The elimination of the tax subsidy on diesel, which has risen again in recent days, or virtually any increase in the price of diesel fuel, would affect practically every household.
This is because the increase would result in an additional cost for virtually all companies using road transport and diesel as an intermediate product, which would eventually end up in the prices of their final products, such as food.
In the case of households, the study therefore explored ways of compensating citizens for the effects of the increase in diesel prices, either by lowering taxes on income or by other transfers.
Read more: Here are the alternatives to the diesel paper that was made available to the government yesterday - the price per liter would rise to nearly two euros
Of particular interest is that the offsetting of any increase would be in principle the same pattern as the government of Prime Minister Sanna Marin (sd) has repeatedly flashed in the context of the tax hike, albeit without its more specific purpose than "low income".
In any case, a research report by the Pellervo Economic Survey (PTT) and Merit Economics states that, according to previous research, the removal of tax subsidies is likely to be more burdensome for low-income and rural residents than for non-citizens.
Read more: Exactly 125,439 citizens have signed up to demand a tax cut on diesel engines
In this study, compensation is assumed to occur through three different channels:
Abolition of propulsion tax in connection with the removal of diesel tax subsidies.

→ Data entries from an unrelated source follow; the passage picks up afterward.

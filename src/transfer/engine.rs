//! Streaming HTTP transfer engine
//!
//! Moves one remote payload into one local file: streaming GET, chunk loop
//! with stall detection, completeness check against the expected size, and
//! restart-from-zero retries governed by [`RetryPolicy`]. Progress is
//! reported over an event channel; the engine itself never prints.

use futures::StreamExt;
use std::path::Path;
use std::time::{Duration, Instant};
use tokio::fs::File;
use tokio::io::AsyncWriteExt;
use tokio::sync::mpsc;
use tokio::time::timeout;
use tracing::{debug, warn};

use super::error::TransferError;
use super::events::{ProgressTick, TransferEvent};
use super::retry::RetryPolicy;

/// Default stall window: abort the attempt after this long with no bytes
pub const DEFAULT_STALL_TIMEOUT: Duration = Duration::from_secs(10);

/// Per-transfer configuration
#[derive(Debug, Clone)]
pub struct TransferOptions {
    /// Expected payload size from the catalog, 0 when unknown
    pub expected_bytes: u64,
    /// Abort the attempt when no chunk arrives within this window
    pub stall_timeout: Duration,
    pub retry: RetryPolicy,
}

impl Default for TransferOptions {
    fn default() -> Self {
        Self {
            expected_bytes: 0,
            stall_timeout: DEFAULT_STALL_TIMEOUT,
            retry: RetryPolicy::default(),
        }
    }
}

/// Outcome of a successful transfer
#[derive(Debug, Clone, Copy)]
pub struct TransferSummary {
    pub bytes_downloaded: u64,
    pub elapsed: Duration,
    /// How many attempts were needed
    pub attempts: u8,
}

/// Streaming downloader for a single payload at a time
pub struct TransferEngine {
    http: reqwest::Client,
}

impl TransferEngine {
    pub fn new() -> Result<Self, TransferError> {
        let http = reqwest::Client::builder()
            .user_agent("cadenza/0.1.0")
            .connect_timeout(Duration::from_secs(30))
            .build()
            .map_err(TransferError::Transport)?;
        Ok(Self { http })
    }

    /// Download `url` into `dest`, retrying transient failures
    ///
    /// On success the destination file holds exactly the bytes received.
    /// On failure a partial file may remain; every failure is reported to
    /// the caller, never swallowed. Each attempt truncates the destination
    /// and restarts from byte zero.
    pub async fn transfer(
        &self,
        url: &str,
        dest: &Path,
        options: &TransferOptions,
        events: &mpsc::Sender<TransferEvent>,
    ) -> Result<TransferSummary, TransferError> {
        let file_name = dest
            .file_name()
            .map(|n| n.to_string_lossy().into_owned())
            .unwrap_or_default();

        let started = Instant::now();
        let mut attempt: u8 = 0;
        loop {
            attempt += 1;
            let _ = events
                .send(TransferEvent::Started {
                    file_name: file_name.clone(),
                    total_bytes: options.expected_bytes,
                    attempt,
                })
                .await;

            match self.attempt(url, dest, options, events).await {
                Ok(bytes_downloaded) => {
                    let elapsed = started.elapsed();
                    let _ = events
                        .send(TransferEvent::Completed {
                            bytes_downloaded,
                            elapsed,
                        })
                        .await;
                    if attempt > 1 {
                        debug!("Transfer succeeded on attempt {attempt}: {file_name}");
                    }
                    return Ok(TransferSummary {
                        bytes_downloaded,
                        elapsed,
                        attempts: attempt,
                    });
                }
                Err(e) if options.retry.should_retry(&e, attempt) => {
                    warn!("Attempt {attempt} failed ({e}), retrying: {file_name}");
                    let _ = events
                        .send(TransferEvent::AttemptFailed {
                            attempt,
                            reason: e.to_string(),
                        })
                        .await;
                }
                Err(e) => return Err(e),
            }
        }
    }

    /// One attempt: request, stream, write, verify
    async fn attempt(
        &self,
        url: &str,
        dest: &Path,
        options: &TransferOptions,
        events: &mpsc::Sender<TransferEvent>,
    ) -> Result<u64, TransferError> {
        let response = self
            .http
            .get(url)
            .send()
            .await
            .map_err(TransferError::Transport)?;

        let status = response.status();
        if status != reqwest::StatusCode::OK {
            return Err(TransferError::Http(status));
        }

        // Catalog-declared size wins; fall back to the response header
        let total = if options.expected_bytes > 0 {
            options.expected_bytes
        } else {
            response.content_length().unwrap_or(0)
        };

        // Truncates any partial data from a previous attempt
        let mut file = File::create(dest).await?;
        let mut stream = response.bytes_stream();

        let start = Instant::now();
        let mut downloaded: u64 = 0;

        loop {
            let chunk = match timeout(options.stall_timeout, stream.next()).await {
                Err(_) => return Err(TransferError::Stalled(options.stall_timeout)),
                Ok(None) => break,
                Ok(Some(Err(e))) => return Err(TransferError::Transport(e)),
                Ok(Some(Ok(chunk))) => chunk,
            };

            file.write_all(&chunk).await?;
            downloaded += chunk.len() as u64;

            let elapsed = start.elapsed();
            let throughput = if elapsed.as_secs_f64() > 0.0 {
                downloaded as f64 / elapsed.as_secs_f64()
            } else {
                0.0
            };
            let eta = (total > downloaded && throughput > 0.0)
                .then(|| Duration::from_secs_f64((total - downloaded) as f64 / throughput));

            // One tick per chunk; drop ticks rather than throttle the
            // transfer when the consumer lags
            let _ = events.try_send(TransferEvent::Progress(ProgressTick {
                bytes_downloaded: downloaded,
                bytes_total: total,
                elapsed,
                throughput,
                eta,
            }));
        }

        file.flush().await?;

        if total > 0 && downloaded < total {
            return Err(TransferError::Incomplete {
                received: downloaded,
                expected: total,
            });
        }

        Ok(downloaded)
    }
}

#[cfg(test)]
mod tests {
    use super::*;
    use std::sync::atomic::{AtomicUsize, Ordering};
    use std::sync::Arc;
    use tokio::io::AsyncReadExt;
    use tokio::net::{TcpListener, TcpStream};

    /// Scripted per-connection behavior for the fault-injection server
    #[derive(Clone)]
    enum Responder {
        /// Full response with the given status line and body
        Body {
            status: &'static str,
            body: Vec<u8>,
        },
        /// Send headers plus a prefix of the body, then go silent
        Hang { prefix: Vec<u8> },
        /// Accept and immediately close the connection
        Refuse,
    }

    /// Serve scripted responses; the last responder repeats for any
    /// further connections. Returns the URL and a connection counter.
    async fn spawn_server(responders: Vec<Responder>) -> (String, Arc<AtomicUsize>) {
        let listener = TcpListener::bind("127.0.0.1:0").await.unwrap();
        let addr = listener.local_addr().unwrap();
        let hits = Arc::new(AtomicUsize::new(0));
        let hits_srv = hits.clone();

        tokio::spawn(async move {
            let mut served = 0usize;
            loop {
                let Ok((socket, _)) = listener.accept().await else {
                    break;
                };
                let responder = responders[served.min(responders.len() - 1)].clone();
                served += 1;
                hits_srv.fetch_add(1, Ordering::SeqCst);
                tokio::spawn(respond(socket, responder));
            }
        });

        (format!("http://{addr}/payload"), hits)
    }

    async fn respond(mut socket: TcpStream, responder: Responder) {
        // Drain the request head before answering
        let mut buf = [0u8; 1024];
        let _ = socket.read(&mut buf).await;

        match responder {
            Responder::Body { status, body } => {
                let head = format!(
                    "HTTP/1.1 {status}\r\ncontent-length: {}\r\nconnection: close\r\n\r\n",
                    body.len()
                );
                let _ = socket.write_all(head.as_bytes()).await;
                let _ = socket.write_all(&body).await;
                let _ = socket.shutdown().await;
            }
            Responder::Hang { prefix } => {
                let head = format!(
                    "HTTP/1.1 200 OK\r\ncontent-length: {}\r\nconnection: close\r\n\r\n",
                    prefix.len() + 4096
                );
                let _ = socket.write_all(head.as_bytes()).await;
                let _ = socket.write_all(&prefix).await;
                tokio::time::sleep(Duration::from_secs(30)).await;
            }
            Responder::Refuse => drop(socket),
        }
    }

    fn collector() -> (
        mpsc::Sender<TransferEvent>,
        tokio::task::JoinHandle<Vec<TransferEvent>>,
    ) {
        let (tx, mut rx) = mpsc::channel(256);
        let handle = tokio::spawn(async move {
            let mut events = Vec::new();
            while let Some(ev) = rx.recv().await {
                events.push(ev);
            }
            events
        });
        (tx, handle)
    }

    #[tokio::test]
    async fn test_success_writes_exact_byte_count() {
        let body = vec![0xAB; 70_000];
        let (url, hits) = spawn_server(vec![Responder::Body {
            status: "200 OK",
            body: body.clone(),
        }])
        .await;

        let tmp = tempfile::tempdir().unwrap();
        let dest = tmp.path().join("track.mp3");
        let engine = TransferEngine::new().unwrap();
        let (tx, events) = collector();

        let summary = engine
            .transfer(&url, &dest, &TransferOptions::default(), &tx)
            .await
            .unwrap();
        drop(tx);

        assert_eq!(summary.bytes_downloaded, 70_000);
        assert_eq!(summary.attempts, 1);
        assert_eq!(std::fs::metadata(&dest).unwrap().len(), 70_000);
        assert_eq!(std::fs::read(&dest).unwrap(), body);
        assert_eq!(hits.load(Ordering::SeqCst), 1);

        let events = events.await.unwrap();
        assert!(matches!(events.first(), Some(TransferEvent::Started { .. })));
        assert!(events
            .iter()
            .any(|e| matches!(e, TransferEvent::Progress(_))));
        assert!(matches!(
            events.last(),
            Some(TransferEvent::Completed { .. })
        ));
    }

    #[tokio::test]
    async fn test_http_404_fails_after_single_attempt() {
        let (url, hits) = spawn_server(vec![Responder::Body {
            status: "404 Not Found",
            body: Vec::new(),
        }])
        .await;

        let tmp = tempfile::tempdir().unwrap();
        let dest = tmp.path().join("track.mp3");
        let engine = TransferEngine::new().unwrap();
        let (tx, _events) = collector();

        let err = engine
            .transfer(&url, &dest, &TransferOptions::default(), &tx)
            .await
            .unwrap_err();

        assert!(matches!(err, TransferError::Http(s) if s.as_u16() == 404));
        assert_eq!(hits.load(Ordering::SeqCst), 1, "404 must not be retried");
    }

    #[tokio::test]
    async fn test_stall_exhausts_all_attempts() {
        let (url, hits) = spawn_server(vec![Responder::Hang {
            prefix: vec![0u8; 1024],
        }])
        .await;

        let tmp = tempfile::tempdir().unwrap();
        let dest = tmp.path().join("track.mp3");
        let engine = TransferEngine::new().unwrap();
        let (tx, _events) = collector();

        let options = TransferOptions {
            stall_timeout: Duration::from_millis(150),
            retry: RetryPolicy::new(2),
            ..TransferOptions::default()
        };
        let err = engine.transfer(&url, &dest, &options, &tx).await.unwrap_err();

        assert!(matches!(err, TransferError::Stalled(_)));
        assert_eq!(
            hits.load(Ordering::SeqCst),
            3,
            "initial attempt + 2 retries"
        );
    }

    #[tokio::test]
    async fn test_transport_error_retried_then_succeeds() {
        let body = vec![7u8; 2048];
        let (url, hits) = spawn_server(vec![
            Responder::Refuse,
            Responder::Body {
                status: "200 OK",
                body: body.clone(),
            },
        ])
        .await;

        let tmp = tempfile::tempdir().unwrap();
        let dest = tmp.path().join("track.mp3");
        let engine = TransferEngine::new().unwrap();
        let (tx, events) = collector();

        let summary = engine
            .transfer(&url, &dest, &TransferOptions::default(), &tx)
            .await
            .unwrap();
        drop(tx);

        assert_eq!(summary.attempts, 2);
        assert_eq!(hits.load(Ordering::SeqCst), 2);
        assert_eq!(std::fs::read(&dest).unwrap(), body);

        let events = events.await.unwrap();
        assert!(events
            .iter()
            .any(|e| matches!(e, TransferEvent::AttemptFailed { attempt: 1, .. })));
    }

    #[tokio::test]
    async fn test_short_body_reported_incomplete() {
        // Server answers cleanly with 50 bytes while the catalog declared 100
        let (url, hits) = spawn_server(vec![Responder::Body {
            status: "200 OK",
            body: vec![1u8; 50],
        }])
        .await;

        let tmp = tempfile::tempdir().unwrap();
        let dest = tmp.path().join("track.mp3");
        let engine = TransferEngine::new().unwrap();
        let (tx, _events) = collector();

        let options = TransferOptions {
            expected_bytes: 100,
            retry: RetryPolicy::new(1),
            ..TransferOptions::default()
        };
        let err = engine.transfer(&url, &dest, &options, &tx).await.unwrap_err();

        assert!(matches!(
            err,
            TransferError::Incomplete {
                received: 50,
                expected: 100
            }
        ));
        assert_eq!(hits.load(Ordering::SeqCst), 2, "short body is retried");
    }
}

Refund to households of additional accumulation of tax on diesel by reducing income tax on operating income over and above income tax.
Refund to households of additional accumulation of tax on diesel as income transfers in excess of the tax on propulsion.
The first of these alternatives, according to the research report, is that the tax refund does not correspond to the additional accrual since the tax increase affects not only households but also business. It estimates the additional accruals that are returned to households under options 2 and 3.
Option 3, on the other hand, would be equivalent to replacing the lump sum tax with a price changing tax, and the study also expected that the compensation itself would not be fully sufficient to offset the tax increase (which entails costs for the business and households).
In option 2, instead, the accrual will be used to reduce the tax wedge on income tax, which reduces the cost of the tax system and, according to a research report, "even overcompensates the decline in household purchasing power with a moderate increase in consumption". By maintaining domestic purchasing power, compensation may also affect the adjustment of the economy by keeping the economy more focused on the domestic market.
The ultimate purchasing power could even rise?
Thus, a little shorter, in the model simulation, the reduction in the tax wedge and the multiplier effects of the reduction in the income tax even offset the decline in household purchasing power than the rest of the change.
On the other hand, income transfers, such as a rebate on a child allowance or a pension, are not enough to offset the increase in diesel prices.
However, both options would compensate for differences between households in different provinces.
The research initiated by the Sipilä government now ends up as the working paper for the world's most ambitious climate policy
A report suggesting the removal of diesel tax subsidies was already commissioned during Juha Sipilä's (central) government, but has only been completed. In practice, this is a report for use by the Ministry of Transport and Communications, the Ministry of the Environment and the Ministry of Finance, which will serve as a basis for future policy decisions.
This is likely to happen soon, as Prime Minister Sannan Marin (SD) has pledged to make Finland a carbon-neutral society by 2035 and to halve traffic emissions by 2030:
- Decisions will certainly be made in the autumn of 2020.